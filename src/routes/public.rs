use chrono::Utc;
use rocket::http::Status;
use rocket::response::content::RawHtml;
use rocket::serde::json::Json;
use rocket::State;
use serde_json::{json, Value};
use std::str::FromStr;
use std::sync::Arc;

use super::{api_error_json, blocking, field_errors_json};
use crate::analytics::{page_view, VisitorInfo};
use crate::api::{ApiError, ErrorKind, InvitationBackend};
use crate::config::AppConfig;
use crate::features::{self, FeatureFlags};
use crate::i18n::{LanguageLoader, Translator, ENGLISH};
use crate::invitation::{compose_event_page, compose_page, pick_language};
use crate::models::event::EventType;
use crate::models::profile::{CustomTexts, Profile};
use crate::models::rsvp::{ReactionForm, RsvpForm, WishForm};
use crate::notifier::{Notification, Notifier};
use crate::rate_limit::{self, Bucket, RateLimiter, HOUR};
use crate::render;

// ── Invitation pages ───────────────────────────────────

#[get("/i/<profile_id>?<lang>")]
pub async fn invitation(
    profile_id: &str,
    lang: Option<&str>,
    visitor: VisitorInfo,
    backend: &State<Arc<dyn InvitationBackend>>,
    languages: &State<Arc<LanguageLoader>>,
    notifier: &State<Notifier>,
    config: &State<AppConfig>,
) -> (Status, RawHtml<String>) {
    let loaded = load(backend, profile_id).await;
    respond(loaded, None, lang, &visitor, languages, notifier, config)
}

#[get("/i/<profile_id>/events/<event_type>?<lang>")]
pub async fn event_page(
    profile_id: &str,
    event_type: &str,
    lang: Option<&str>,
    visitor: VisitorInfo,
    backend: &State<Arc<dyn InvitationBackend>>,
    languages: &State<Arc<LanguageLoader>>,
    notifier: &State<Notifier>,
    config: &State<AppConfig>,
) -> (Status, RawHtml<String>) {
    let event_type = match EventType::from_str(event_type) {
        Ok(t) => t,
        Err(e) => {
            log::debug!("[routes] {}", e);
            return error_page(ErrorKind::InvalidRequest, lang, languages);
        }
    };
    let loaded = load(backend, profile_id).await;
    respond(loaded, Some(event_type), lang, &visitor, languages, notifier, config)
}

/// Profile and flags. A profile failure is the guest's error; a flags
/// failure only fails closed.
async fn load(
    backend: &State<Arc<dyn InvitationBackend>>,
    profile_id: &str,
) -> Result<(Profile, FeatureFlags), ApiError> {
    let backend = Arc::clone(backend.inner());
    let id = profile_id.to_string();
    blocking(move || {
        let profile = backend.fetch_profile(&id)?;
        let flags = features::fetch_flags(&*backend, &id);
        Ok((profile, flags))
    })
    .await
}

fn respond(
    loaded: Result<(Profile, FeatureFlags), ApiError>,
    only: Option<EventType>,
    lang: Option<&str>,
    visitor: &VisitorInfo,
    languages: &LanguageLoader,
    notifier: &Notifier,
    config: &AppConfig,
) -> (Status, RawHtml<String>) {
    let (profile, flags) = match loaded {
        Ok(pair) => pair,
        Err(e) => {
            if e.kind() == ErrorKind::Unexpected {
                log::warn!("[api] Profile fetch failed: {}", e);
            }
            return error_page(e.kind(), lang, languages);
        }
    };

    let code = pick_language(&profile, &flags, lang);
    let custom = if flags.custom_texts {
        profile.custom_texts.clone()
    } else {
        CustomTexts::new()
    };
    let translator = Translator::new(&code, languages.load_or_english(&code), custom);

    let mut rng = rand::thread_rng();
    let now = Utc::now();
    let composed = match only {
        Some(event_type) => compose_event_page(&profile, &flags, &translator, event_type, now, &mut rng),
        None => compose_page(&profile, &flags, &translator, now, &mut rng),
    };

    match composed {
        Ok(mut page) => {
            page.site_name = config.site.name.clone();
            let profile_key = profile.id.as_deref().unwrap_or(&profile.slug);
            if let Some(view) = page_view(profile_key, &code, visitor, &flags) {
                notifier.enqueue(Notification::PageView(view));
            }
            (Status::Ok, RawHtml(render::render_invitation(&page)))
        }
        Err(e) => {
            let status = super::status_for(&e);
            (status, RawHtml(render::render_error_page(e.kind(), &translator)))
        }
    }
}

fn error_page(kind: ErrorKind, lang: Option<&str>, languages: &LanguageLoader) -> (Status, RawHtml<String>) {
    let code = lang.unwrap_or(ENGLISH);
    let translator = Translator::new(code, languages.load_or_english(code), CustomTexts::new());
    let status = Status::from_code(kind.status_code()).unwrap_or(Status::BadGateway);
    (status, RawHtml(render::render_error_page(kind, &translator)))
}

// ── Guest submissions ──────────────────────────────────

#[post("/i/<profile_id>/rsvp", format = "json", data = "<form>")]
pub async fn rsvp(
    profile_id: &str,
    form: Json<RsvpForm>,
    visitor: VisitorInfo,
    backend: &State<Arc<dyn InvitationBackend>>,
    limiter: &State<Arc<RateLimiter>>,
    config: &State<AppConfig>,
) -> (Status, Json<Value>) {
    let form = form.into_inner();
    let errors = form.validate();
    if !errors.is_empty() {
        return field_errors_json(&errors);
    }

    let key = rate_limit::key(Bucket::Rsvp, profile_id, &visitor.ip_hash);
    if !limiter.check_and_record(&key, config.limits.rsvp_per_hour, HOUR) {
        return api_error_json(&ApiError::RateLimited);
    }

    let backend = Arc::clone(backend.inner());
    let id = profile_id.to_string();
    match blocking(move || backend.submit_rsvp(&id, &form)).await {
        Ok(()) => (Status::Ok, Json(json!({"success": true}))),
        Err(e) => api_error_json(&e),
    }
}

#[post("/i/<profile_id>/wishes", format = "json", data = "<form>")]
pub async fn wishes(
    profile_id: &str,
    form: Json<WishForm>,
    visitor: VisitorInfo,
    backend: &State<Arc<dyn InvitationBackend>>,
    limiter: &State<Arc<RateLimiter>>,
    config: &State<AppConfig>,
) -> (Status, Json<Value>) {
    let form = form.into_inner();
    let errors = form.validate();
    if !errors.is_empty() {
        return field_errors_json(&errors);
    }

    let key = rate_limit::key(Bucket::Wishes, profile_id, &visitor.ip_hash);
    if !limiter.check_and_record(&key, config.limits.wishes_per_hour, HOUR) {
        return api_error_json(&ApiError::RateLimited);
    }

    let backend = Arc::clone(backend.inner());
    let id = profile_id.to_string();
    match blocking(move || backend.submit_wish(&id, &form)).await {
        Ok(()) => (Status::Ok, Json(json!({"success": true}))),
        Err(e) => api_error_json(&e),
    }
}

/// Reactions are queued and acknowledged straight away.
#[post("/i/<profile_id>/events/<event_id>/reactions", format = "json", data = "<form>")]
pub fn reaction(
    profile_id: &str,
    event_id: &str,
    form: Json<ReactionForm>,
    notifier: &State<Notifier>,
) -> (Status, Json<Value>) {
    let form = form.into_inner();
    if !form.is_allowed() {
        return api_error_json(&ApiError::InvalidRequest(format!(
            "unsupported reaction {}",
            form.emoji
        )));
    }

    notifier.enqueue(Notification::Reaction {
        profile_id: profile_id.to_string(),
        event_id: event_id.to_string(),
        form,
    });
    (Status::Accepted, Json(json!({"success": true})))
}

pub fn routes() -> Vec<rocket::Route> {
    routes![invitation, event_page, rsvp, wishes, reaction]
}
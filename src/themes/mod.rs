pub mod catalog;

use serde::{Deserialize, Serialize};
use std::sync::OnceLock;

use crate::models::plan::PlanTier;

pub const DEFAULT_THEME_ID: &str = "classic-ivory";

#[derive(Debug, Clone, PartialEq, Serialize, Deserialize)]
pub struct ThemeTypography {
    pub heading: String,
    pub body: String,
    pub accent: String,
}

#[derive(Debug, Clone, PartialEq, Serialize, Deserialize)]
#[serde(rename_all = "camelCase")]
pub struct ThemePalette {
    pub primary: String,
    pub accent: String,
    pub background: String,
    pub background_variant: String,
    pub text: String,
    pub text_light: String,
}

#[derive(Debug, Clone, Copy, PartialEq, Eq, Serialize, Deserialize)]
#[serde(rename_all = "lowercase")]
pub enum AnimationLevel {
    None,
    Subtle,
    Festive,
}

#[derive(Debug, Clone, PartialEq, Serialize, Deserialize)]
pub struct Theme {
    pub id: String,
    pub name: String,
    pub category: String,
    pub typography: ThemeTypography,
    pub colors: ThemePalette,
    pub animation: AnimationLevel,
    #[serde(default)]
    pub glass_effect: bool,
    pub plan: PlanTier,
    #[serde(default)]
    pub order: u32,
}

// ── Motion presets ────────────────────────────────────

#[derive(Debug, Clone, Copy, PartialEq, Serialize)]
pub struct MotionState {
    pub opacity: f32,
    pub y: f32,
    pub scale: f32,
}

const REST: MotionState = MotionState {
    opacity: 1.0,
    y: 0.0,
    scale: 1.0,
};

#[derive(Debug, Clone, Copy, PartialEq, Serialize)]
pub struct MotionPreset {
    pub initial: MotionState,
    pub animate: MotionState,
    pub duration_secs: f32,
}

/// Entry animation for a section at the given level.
pub fn animation_variants(level: AnimationLevel) -> MotionPreset {
    match level {
        AnimationLevel::None => MotionPreset {
            initial: REST,
            animate: REST,
            duration_secs: 0.0,
        },
        AnimationLevel::Subtle => MotionPreset {
            initial: MotionState { opacity: 0.0, y: 20.0, scale: 1.0 },
            animate: REST,
            duration_secs: 0.5,
        },
        AnimationLevel::Festive => MotionPreset {
            initial: MotionState { opacity: 0.0, y: 30.0, scale: 0.9 },
            animate: REST,
            duration_secs: 0.8,
        },
    }
}

// ── Registry ──────────────────────────────────────────

fn theme(
    id: &str,
    name: &str,
    category: &str,
    fonts: [&str; 3],
    colors: [&str; 6],
    animation: AnimationLevel,
    glass_effect: bool,
    plan: PlanTier,
    order: u32,
) -> Theme {
    let [heading, body, accent] = fonts;
    let [primary, accent_color, background, background_variant, text, text_light] = colors;
    Theme {
        id: id.to_string(),
        name: name.to_string(),
        category: category.to_string(),
        typography: ThemeTypography {
            heading: heading.to_string(),
            body: body.to_string(),
            accent: accent.to_string(),
        },
        colors: ThemePalette {
            primary: primary.to_string(),
            accent: accent_color.to_string(),
            background: background.to_string(),
            background_variant: background_variant.to_string(),
            text: text.to_string(),
            text_light: text_light.to_string(),
        },
        animation,
        glass_effect,
        plan,
        order,
    }
}

fn registry() -> &'static [Theme] {
    static THEMES: OnceLock<Vec<Theme>> = OnceLock::new();
    THEMES.get_or_init(|| {
        let mut themes = vec![
            theme(
                "royal-heritage",
                "Royal Heritage",
                "traditional",
                ["Cinzel Decorative", "Lora", "Great Vibes"],
                ["#7b1113", "#d4af37", "#fff8e7", "#f6e7c1", "#3b1d0f", "#7a5c45"],
                AnimationLevel::Festive,
                false,
                PlanTier::Silver,
                3,
            ),
            theme(
                DEFAULT_THEME_ID,
                "Classic Ivory",
                "classic",
                ["Playfair Display", "Lato", "Dancing Script"],
                ["#8b5e3c", "#c9a227", "#fffdf7", "#f5efe0", "#2f2a24", "#6f675c"],
                AnimationLevel::Subtle,
                false,
                PlanTier::Free,
                1,
            ),
            theme(
                "minimal-blush",
                "Minimal Blush",
                "modern",
                ["Poppins", "Inter", "Parisienne"],
                ["#c06c84", "#f8b195", "#fffafa", "#fbe9ec", "#2d2d2d", "#7d7d7d"],
                AnimationLevel::Subtle,
                false,
                PlanTier::Free,
                2,
            ),
            theme(
                "garden-pastel",
                "Garden Pastel",
                "floral",
                ["Cormorant Garamond", "Nunito", "Sacramento"],
                ["#6a994e", "#f2c6de", "#fbfff7", "#e9f5db", "#283618", "#606c38"],
                AnimationLevel::Subtle,
                false,
                PlanTier::Silver,
                4,
            ),
            theme(
                "temple-gold",
                "Temple Gold",
                "traditional",
                ["Yatra One", "Mukta", "Kaushan Script"],
                ["#9c1c1c", "#d4af37", "#fff4d6", "#fde8b0", "#3d0c02", "#8a5a44"],
                AnimationLevel::Festive,
                false,
                PlanTier::Gold,
                5,
            ),
            theme(
                "midnight-glam",
                "Midnight Glam",
                "luxury",
                ["Bodoni Moda", "Montserrat", "Pinyon Script"],
                ["#c9a227", "#e0e1dd", "#0d1b2a", "#1b263b", "#f1f1f1", "#a9b4c2"],
                AnimationLevel::Subtle,
                true,
                PlanTier::Gold,
                6,
            ),
            theme(
                "palace-luxe",
                "Palace Luxe",
                "luxury",
                ["Cinzel", "Cormorant", "Alex Brush"],
                ["#5b2a86", "#d4af37", "#fbf7ff", "#efe5fb", "#2a1440", "#6f5a86"],
                AnimationLevel::Festive,
                true,
                PlanTier::Platinum,
                7,
            ),
            theme(
                "celestial-glass",
                "Celestial Glass",
                "modern",
                ["Marcellus", "Raleway", "Great Vibes"],
                ["#3a86ff", "#ffbe0b", "#f7fbff", "#e3efff", "#0b1d3a", "#51607a"],
                AnimationLevel::Festive,
                true,
                PlanTier::Platinum,
                8,
            ),
        ];
        themes.sort_by_key(|t| t.order);
        themes
    })
}

// ── Lookups ───────────────────────────────────────────

pub fn default_theme() -> &'static Theme {
    let themes = registry();
    themes
        .iter()
        .find(|t| t.id == DEFAULT_THEME_ID)
        .unwrap_or(&themes[0])
}

/// Never absent: unknown ids resolve to the default theme.
pub fn theme_by_id(id: &str) -> &'static Theme {
    registry()
        .iter()
        .find(|t| t.id == id)
        .unwrap_or_else(default_theme)
}

pub fn find_theme(id: &str) -> Option<&'static Theme> {
    registry().iter().find(|t| t.id == id)
}

/// Every built-in theme, in display order.
pub fn all_themes() -> &'static [Theme] {
    registry()
}

pub fn themes_for_plan(plan: PlanTier) -> Vec<&'static Theme> {
    all_themes().iter().filter(|t| plan.includes(t.plan)).collect()
}

/// False for unknown ids as well as locked ones.
pub fn can_use_theme(theme_id: &str, plan: PlanTier) -> bool {
    find_theme(theme_id).is_some_and(|t| plan.includes(t.plan))
}
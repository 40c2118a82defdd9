//! Abstraction over backoff sleeps
//!
//! Keeps retry tests fast and deterministic: production uses [`TokioSleeper`], tests inject
//! [`InstantSleeper`] or [`TrackingSleeper`].

use futures::future::BoxFuture;
use std::sync::{Arc, Mutex};
use std::time::Duration;

/// Abstraction for sleeping/waiting
pub trait Sleeper: Send + Sync + std::fmt::Debug {
    fn sleep(&self, duration: Duration) -> BoxFuture<'static, ()>;
}

/// Production sleeper using the tokio timer.
#[derive(Debug, Default, Clone, Copy)]
pub struct TokioSleeper;

impl Sleeper for TokioSleeper {
    fn sleep(&self, duration: Duration) -> BoxFuture<'static, ()> {
        Box::pin(tokio::time::sleep(duration))
    }
}

/// Returns immediately.
#[derive(Debug, Default, Clone, Copy)]
pub struct InstantSleeper;

impl Sleeper for InstantSleeper {
    fn sleep(&self, _duration: Duration) -> BoxFuture<'static, ()> {
        Box::pin(async {})
    }
}

/// Records every requested delay without sleeping. Clones share the record.
#[derive(Debug, Clone, Default)]
pub struct TrackingSleeper {
    calls: Arc<Mutex<Vec<Duration>>>,
}

impl TrackingSleeper {
    pub fn new() -> Self {
        Self::default()
    }

    /// Every delay requested so far, in order.
    pub fn delays(&self) -> Vec<Duration> {
        self.calls.lock().unwrap_or_else(|p| p.into_inner()).clone()
    }

    pub fn count(&self) -> usize {
        self.calls.lock().unwrap_or_else(|p| p.into_inner()).len()
    }

    /// Sum of all requested delays.
    pub fn total(&self) -> Duration {
        self.delays().into_iter().sum()
    }
}

impl Sleeper for TrackingSleeper {
    fn sleep(&self, duration: Duration) -> BoxFuture<'static, ()> {
        self.calls.lock().unwrap_or_else(|p| p.into_inner()).push(duration);
        Box::pin(async {})
    }
}
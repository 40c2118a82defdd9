#![cfg(feature = "json-config")]

use std::time::Duration;
use windowgate::{
    CircuitBreakerConfig, InMemoryWindowStore, LimitSettings, RateLimiterSettings, SettingsError,
    SlidingWindowLimiter,
};

const DOCUMENT: &str = r#"{
  "fail_open": true,
  "key_prefix": "gate",
  "default": { "limit": 100, "window_ms": 60000 },
  "limiters": { "login": { "limit": 2, "window_ms": 60000 } },
  "retry": { "max_retries": 2, "initial_backoff_ms": 10, "max_backoff_ms": 40,
             "jitter_fraction": 0.1, "call_timeout_ms": 100 },
  "circuit_breaker": { "failure_rate_threshold": 75.0, "sliding_window_size": 8,
                       "minimum_calls": 4, "wait_duration_in_open_ms": 1000,
                       "half_open_max_calls": 1, "half_open_success_threshold": 2 }
}"#;

#[tokio::test]
async fn limiter_from_json_document() {
    let settings = RateLimiterSettings::from_json_str(DOCUMENT).unwrap();
    let store = InMemoryWindowStore::new();
    let limiter = SlidingWindowLimiter::from_settings(store.clone(), &settings).unwrap();

    assert!(limiter.is_fail_open());
    assert_eq!(limiter.key_prefix(), "gate");
    assert_eq!(limiter.registry().names(), vec!["login".to_string()]);
    assert_eq!(limiter.breakers().config().failure_rate_threshold(), 75.0);

    assert!(limiter.try_acquire("login:a").await.unwrap());
    assert!(limiter.try_acquire("login:a").await.unwrap());
    assert!(!limiter.try_acquire("login:a").await.unwrap());
    assert_eq!(store.entries("gate:login:a"), 2);
}

#[test]
fn json_round_trip_preserves_settings() {
    let settings = RateLimiterSettings::from_json_str(DOCUMENT).unwrap();
    let again = RateLimiterSettings::from_json_str(&settings.to_json_string().unwrap()).unwrap();
    assert_eq!(settings, again);
}

#[test]
fn settings_file_is_read() {
    let path = std::env::temp_dir().join(format!("windowgate-settings-{}.json", std::process::id()));
    std::fs::write(&path, DOCUMENT).unwrap();
    let settings = RateLimiterSettings::from_json_file(&path).unwrap();
    std::fs::remove_file(&path).unwrap();
    assert_eq!(settings.limiters["login"], LimitSettings { limit: 2, window_ms: 60_000 });

    let missing = RateLimiterSettings::from_json_file(path.with_extension("missing")).unwrap_err();
    assert!(matches!(missing, SettingsError::Io(_)));
}

#[test]
fn invalid_sections_are_rejected() {
    let mut settings = RateLimiterSettings::new(LimitSettings { limit: 10, window_ms: 1_000 });
    settings.circuit_breaker.minimum_calls = 50;
    let err = SlidingWindowLimiter::from_settings(InMemoryWindowStore::new(), &settings).unwrap_err();
    assert!(matches!(err, SettingsError::CircuitBreaker(_)));

    let mut settings = RateLimiterSettings::new(LimitSettings { limit: 10, window_ms: 1_000 });
    settings.retry.jitter_fraction = 1.5;
    let err = SlidingWindowLimiter::from_settings(InMemoryWindowStore::new(), &settings).unwrap_err();
    assert!(matches!(err, SettingsError::Jitter(_)));

    let mut settings = RateLimiterSettings::new(LimitSettings { limit: 10, window_ms: 1_000 });
    settings.retry.max_backoff_ms = 5;
    let err = SlidingWindowLimiter::from_settings(InMemoryWindowStore::new(), &settings).unwrap_err();
    assert!(matches!(err, SettingsError::Backoff(_)));
}

#[test]
fn defaults_fill_missing_sections() {
    let settings =
        RateLimiterSettings::from_json_str(r#"{ "default": { "limit": 5, "window_ms": 1000 } }"#)
            .unwrap();
    assert!(!settings.fail_open);
    assert_eq!(settings.retry.max_attempts(), 6);
    assert_eq!(settings.retry.call_timeout().unwrap(), Duration::from_millis(250));
    assert_eq!(settings.circuit_breaker.to_config().unwrap(), CircuitBreakerConfig::default());
}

● ● ● ● ●

**TASK REQUIREMENTS:**
Quote verbatim the opening lines of the listing above, ending with the line where "use std::sync::Arc;" appears; include both endpoints and nothing more.

**RESPONSE TO THIS TASK:**
filename src/routes/public.rs
use chrono::Utc;
use rocket::http::Status;
use rocket::response::content::RawHtml;
use rocket::serde::json::Json;
use rocket::State;
use serde_json::{json, Value};
use std::str::FromStr;
use std::sync::Arc;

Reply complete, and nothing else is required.